Como o artigo 273 co CPC surgiu para dar presteza e agilidade ao processo de conhecimento e a ação rescisória nada mais é do que um processo de conhecimento cuja competência originária pertence aos Tribunais, nada obsta ser a ela aplicada a tutela antecipada, pois, estando o juiz diante de situação de provável desconstituição do julgado em favor do autor da rescisória deve ser concedida a antecipação como forma de evitar maiores prejuízos à parte. Serve como fundamentação para a concessão da suspensão da execução, os incisos I e II do art. 273, pois, em estando presente o perigo de dano irreparável ou de difícil reparação, ou, o manifesto propósito protelatório do réu e, os demais requisitos exigidos para sua concessão, não há porque se executar uma sentença eivada de vício.
Assim, para se evitar prejuízos maiores ao autor que tem razão, deve ser concedida pelo órgão julgador a tutela antecipada a fim de obstar a execução de uma sentença nula ou injusta, estando, por óbvio, presente a situação de provável desconstituição do julgado em favor do autor da rescisória. Da mesma forma que a Constituição Federal protege a coisa julgada, a sentença objeto da ação rescisória deve ser protegida contra a sua ineficácia, posto que, a finalidade primordial do processo é chegar-se, o tanto quanto possível, à justiça e eficácia da prestação jurisdicional.
Também aqui se faz suficiente a menção ao posicionamento do Superior Tribunal de Justiça, que vem entendendo possível a excepcional concessão de cautelar ou a tutela antecipada na ação rescisória, desde que preenchidos os respectivos pressupostos:
?AÇÃO RESCISÓRIA. ART. 489 DO CÓDIGO DE PROCESSO CIVIL. SUSPENSÃO DA DECISÃO RESCINDENDA. TUTELA ANTECIPADA. EXCEPCIONALIDADE. PRESSUPOSTOS AUTORIZADORES. ART. 273 DO CÓDIGO DE PROCESSO CIVIL. DECISÃO DEFERITÓRIA. VEROSSIMILHANÇA DA ALEGAÇÃO.

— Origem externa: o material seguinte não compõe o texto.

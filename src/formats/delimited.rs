//! Streaming reader for single-character-delimited tabular text.
//!
//! This is the workhorse for line-oriented formats like BED and VCF: one
//! record per line, fields separated by a single delimiter character, an
//! optional comment/header block at the top. The reader enforces a fixed
//! field-count contract, indexes delimiter positions as it scans, and hands
//! out fields as zero-copy slices of its internal line buffer.
//!
//! # Design
//!
//! - **One record buffered at a time.** `read_entry` overwrites the line
//!   buffer; field slices borrow from it, so the borrow checker rejects any
//!   attempt to hold a field across reads. Copy out what you need to keep.
//! - **Header accumulation is one-way.** The contiguous header block at the
//!   start of the stream is collected into [`DelimTextReader::header`]. Once
//!   the first data line is accepted, later header-shaped lines are treated
//!   as commented-out records: skipped, never appended.
//! - **Field-count mismatch is fatal by policy.** A data line with the wrong
//!   number of fields yields [`DelimError::FieldCount`]; there is no skip-
//!   and-continue path.
//!
//! # Examples
//!
//! ```
//! use delimstream::DelimTextReader;
//! use std::io::Cursor;
//!
//! let data = "#chrom\tstart\tend\nchr1\t100\t200\nchr2\t300\t400\n";
//! let mut reader = DelimTextReader::from_reader(Cursor::new(data), 3, b'\t');
//!
//! assert!(reader.read_entry()?);
//! assert_eq!(reader.field(0), "chr1");
//! assert_eq!(reader.field_coord(1)?, 100);
//! assert_eq!(reader.header(), "#chrom\tstart\tend\n");
//!
//! assert!(reader.read_entry()?);
//! assert_eq!(reader.field(0), "chr2");
//!
//! assert!(!reader.read_entry()?); // EOF
//! # Ok::<(), delimstream::DelimError>(())
//! ```

use crate::error::{DelimError, Result};
use crate::formats::fields::parse_coord;
use crate::io::LineSource;
use flate2::read::MultiGzDecoder;
use std::fs::File;
use std::io::BufReader;
use std::path::Path;

/// Where the reader is relative to the initial header block.
///
/// The transition is one-way: once a data line has been accepted the reader
/// never re-enters header accumulation, no matter what later lines look like.
#[derive(Debug, Clone, Copy, PartialEq, Eq)]
pub enum HeaderState {
    /// No data line accepted yet; header-classified lines are accumulated.
    AwaitingFirstData,
    /// First data line accepted; header-shaped lines are skipped silently.
    DataStreamActive,
}

/// Predicate deciding whether a line belongs to the header/comment block.
pub type HeaderMatcher = fn(&str) -> bool;

/// Default header matcher: lines starting with `#`.
pub fn hash_comment(line: &str) -> bool {
    line.starts_with('#')
}

/// Streaming reader over single-character-delimited records.
///
/// Constructed with a fixed field count and delimiter; every data line must
/// split into exactly `field_count` fields or reading fails with
/// [`DelimError::FieldCount`].
///
/// Field accessors are only valid after a `read_entry` call that returned
/// `Ok(true)`; they panic otherwise.
pub struct DelimTextReader<S: LineSource> {
    source: S,
    field_count: usize,
    delimiter: u8,
    line: String,
    /// `-1` sentinel, one offset per delimiter, then the line length.
    delim_positions: Vec<isize>,
    header: String,
    header_state: HeaderState,
    line_number: usize,
    filename: String,
    first_line_is_header: bool,
    is_header: HeaderMatcher,
}

impl<S: LineSource> DelimTextReader<S> {
    /// Creates a reader over any [`LineSource`] (every `BufRead` qualifies).
    ///
    /// `field_count` is the exact number of fields every data line must
    /// have; `delimiter` is the single separating byte (e.g. `b'\t'`).
    pub fn from_reader(source: S, field_count: usize, delimiter: u8) -> Self {
        DelimTextReader {
            source,
            field_count,
            delimiter,
            line: String::with_capacity(1024),
            delim_positions: Vec::with_capacity(field_count + 1),
            header: String::new(),
            header_state: HeaderState::AwaitingFirstData,
            line_number: 0,
            filename: String::new(),
            first_line_is_header: false,
            is_header: hash_comment,
        }
    }

    /// Sets the filename used in diagnostics.
    pub fn with_filename(mut self, filename: impl Into<String>) -> Self {
        self.filename = filename.into();
        self
    }

    /// Replaces the header predicate (default: lines starting with `#`).
    pub fn with_header_matcher(mut self, matcher: HeaderMatcher) -> Self {
        self.is_header = matcher;
        self
    }

    /// Forces line 1 to be treated as a header regardless of the predicate.
    ///
    /// Some formats carry a column-name row that the predicate cannot
    /// recognize by content alone.
    pub fn with_first_line_header(mut self, yes: bool) -> Self {
        self.first_line_is_header = yes;
        self
    }

    /// Reads the next record, skipping and accumulating header lines.
    ///
    /// Returns `Ok(true)` when a data line was accepted and indexed, and
    /// `Ok(false)` when no record could be produced: end of stream, an
    /// empty line, or a whitespace-only line. Callers must not touch the
    /// field accessors after anything but `Ok(true)`.
    ///
    /// # Errors
    ///
    /// [`DelimError::FieldCount`] if the data line does not split into
    /// exactly the configured number of fields (unrecoverable input
    /// corruption by policy), or [`DelimError::Io`] if the source fails.
    pub fn read_entry(&mut self) -> Result<bool> {
        if self.source.eof()? {
            return Ok(false);
        }
        if !self.source.read_line_into(&mut self.line)? {
            return Ok(false);
        }
        self.line_number += 1;
        if self.line.is_empty() {
            return Ok(false);
        }

        while self.classify_header() {
            if !self.source.read_line_into(&mut self.line)? {
                return Ok(false);
            }
            self.line_number += 1;
        }
        // One-way transition: from here on, header-shaped lines are
        // commented-out records and never reach the accumulator.
        self.header_state = HeaderState::DataStreamActive;

        if !self.line.bytes().any(|b| !b.is_ascii_whitespace()) {
            return Ok(false);
        }
        while self
            .line
            .as_bytes()
            .last()
            .map_or(false, |b| b.is_ascii_whitespace())
        {
            self.line.pop();
        }

        self.locate_fields()?;
        Ok(true)
    }

    /// Classifies the current line, accumulating it if still in the header
    /// block. Returns true if the line should be skipped as a header.
    fn classify_header(&mut self) -> bool {
        let header = (self.is_header)(&self.line)
            || (self.first_line_is_header && self.line_number == 1);
        if !header {
            return false;
        }
        if self.header_state == HeaderState::AwaitingFirstData {
            self.header.push_str(&self.line);
            self.header.push('\n'); // restore the newline the source stripped
        }
        true
    }

    /// Scans the trimmed line for delimiter offsets and checks the
    /// field-count contract.
    fn locate_fields(&mut self) -> Result<()> {
        self.delim_positions.clear();
        self.delim_positions.push(-1);
        for (i, b) in self.line.bytes().enumerate() {
            if b == self.delimiter {
                self.delim_positions.push(i as isize);
            }
        }
        self.delim_positions.push(self.line.len() as isize);

        let actual = self.delim_positions.len() - 1;
        if actual != self.field_count {
            return Err(DelimError::FieldCount {
                line: self.line_number,
                filename: self.filename.clone(),
                actual,
                expected: self.field_count,
            });
        }
        Ok(())
    }

    /// Returns field `idx` of the current record as a slice of the line
    /// buffer, delimiters excluded.
    ///
    /// The slice is invalidated by the next `read_entry` call; copy it out
    /// if it must survive. `idx` must be below the configured field count.
    ///
    /// # Panics
    ///
    /// Panics if no record is current or `idx >= field_count`.
    pub fn field(&self, idx: usize) -> &str {
        debug_assert!(idx < self.field_count, "field index out of range");
        let start = (self.delim_positions[idx] + 1) as usize;
        let end = self.delim_positions[idx + 1] as usize;
        &self.line[start..end]
    }

    /// Returns field `idx` parsed as a genomic coordinate.
    ///
    /// # Errors
    ///
    /// [`DelimError::InvalidCoord`] if the field is not an integer.
    pub fn field_coord(&self, idx: usize) -> Result<i64> {
        parse_coord(self.field(idx), self.line_number)
    }

    /// Returns the first byte of field `idx`.
    ///
    /// The caller is responsible for knowing the field is one byte wide
    /// (strand columns and the like).
    pub fn field_char(&self, idx: usize) -> u8 {
        debug_assert!(idx < self.field_count, "field index out of range");
        self.line.as_bytes()[(self.delim_positions[idx] + 1) as usize]
    }

    /// Appends field `idx` onto `dest` without an intermediate allocation.
    ///
    /// Useful for building composite keys out of several fields.
    pub fn append_field(&self, idx: usize, dest: &mut String) {
        dest.push_str(self.field(idx));
    }

    /// Returns the accumulated header block, each line newline-suffixed.
    pub fn header(&self) -> &str {
        &self.header
    }

    /// Returns where the reader is relative to the initial header block.
    pub fn header_state(&self) -> HeaderState {
        self.header_state
    }

    /// Returns the number of physical lines pulled so far (1-based once
    /// reading has started; header lines count).
    pub fn line_number(&self) -> usize {
        self.line_number
    }

    /// Returns the filename used in diagnostics (empty if unset).
    pub fn filename(&self) -> &str {
        &self.filename
    }

    /// Returns the configured field count.
    pub fn field_count(&self) -> usize {
        self.field_count
    }

    /// Returns the configured delimiter byte.
    pub fn delimiter(&self) -> u8 {
        self.delimiter
    }
}

impl DelimTextReader<BufReader<File>> {
    /// Creates a reader over a plain-text file.
    ///
    /// The path is recorded as the diagnostic filename.
    ///
    /// # Errors
    ///
    /// Returns an error if the file cannot be opened.
    pub fn from_path(
        path: impl AsRef<Path>,
        field_count: usize,
        delimiter: u8,
    ) -> Result<Self> {
        let path = path.as_ref();
        let file = File::open(path)?;
        Ok(Self::from_reader(BufReader::new(file), field_count, delimiter)
            .with_filename(path.display().to_string()))
    }
}

impl DelimTextReader<BufReader<MultiGzDecoder<File>>> {
    /// Creates a reader over a gzip/bgzip-compressed file.
    ///
    /// # Errors
    ///
    /// Returns an error if the file cannot be opened.
    pub fn from_gzip_path(
        path: impl AsRef<Path>,
        field_count: usize,
        delimiter: u8,
    ) -> Result<Self> {
        let path = path.as_ref();
        let file = File::open(path)?;
        let decoder = MultiGzDecoder::new(file);
        Ok(Self::from_reader(BufReader::new(decoder), field_count, delimiter)
            .with_filename(path.display().to_string()))
    }
}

I – Não obstante o disposto no 489 do Código de Processo Civil – ?A ação rescisória não suspende a execução da sentença rescindenda?. – o Superior Tribunal de Justiça tem entendido ser cabível, excepcionalmente, a concessão da antecipação dos efeitos da tutela em ação rescisória com o fito de suspender a execução da decisão rescindenda, desde que presentes os requisitos do artigo 273 do Código de Processo Civil.
II – Na hipótese dos autos resta configurada a ocorrência de fundado receio de dano de difícil reparação, bem como a existência de razões suficientes, baseadas na prova inequívoca, capazes de convencer sobre a existência da verossimilhança das alegações da autora. Afinal, a morte do procurador de uma das partes suspende o processo no exato momento em que ocorreu, mesmo que o fato não tenha sido comunicado ao juiz da causa, sendo nulos os atos praticados posteriormente?.
Conclui-se, portanto, na atualidade, uma aparente tendência ao desapego do tecnicismo, pretendendo-se, em verdade, a crítica acirrada ao formalismo indiferente aos reais problemas a serem solucionados no processo.
Nessa perspectiva, a questão do cabimento da tutela antecipada na ação rescisória trata-se de ponto crucial na chamada ?flexibilização? do processo, pois que, representa nova concepção da instrumentalidade do processo diante da importância de se entregar ao jurisdicionado uma prestação que não caia na inocuidade e não interesse à parte.
Notas:
(1) Marinoni, Tutela antecipatória nas ações declaratória e constituiva, www.cfj.gov.br/revista.numero3/artigo17.
(2) Wambier, Curso avançado de processo civil, v. I, p. 356/357.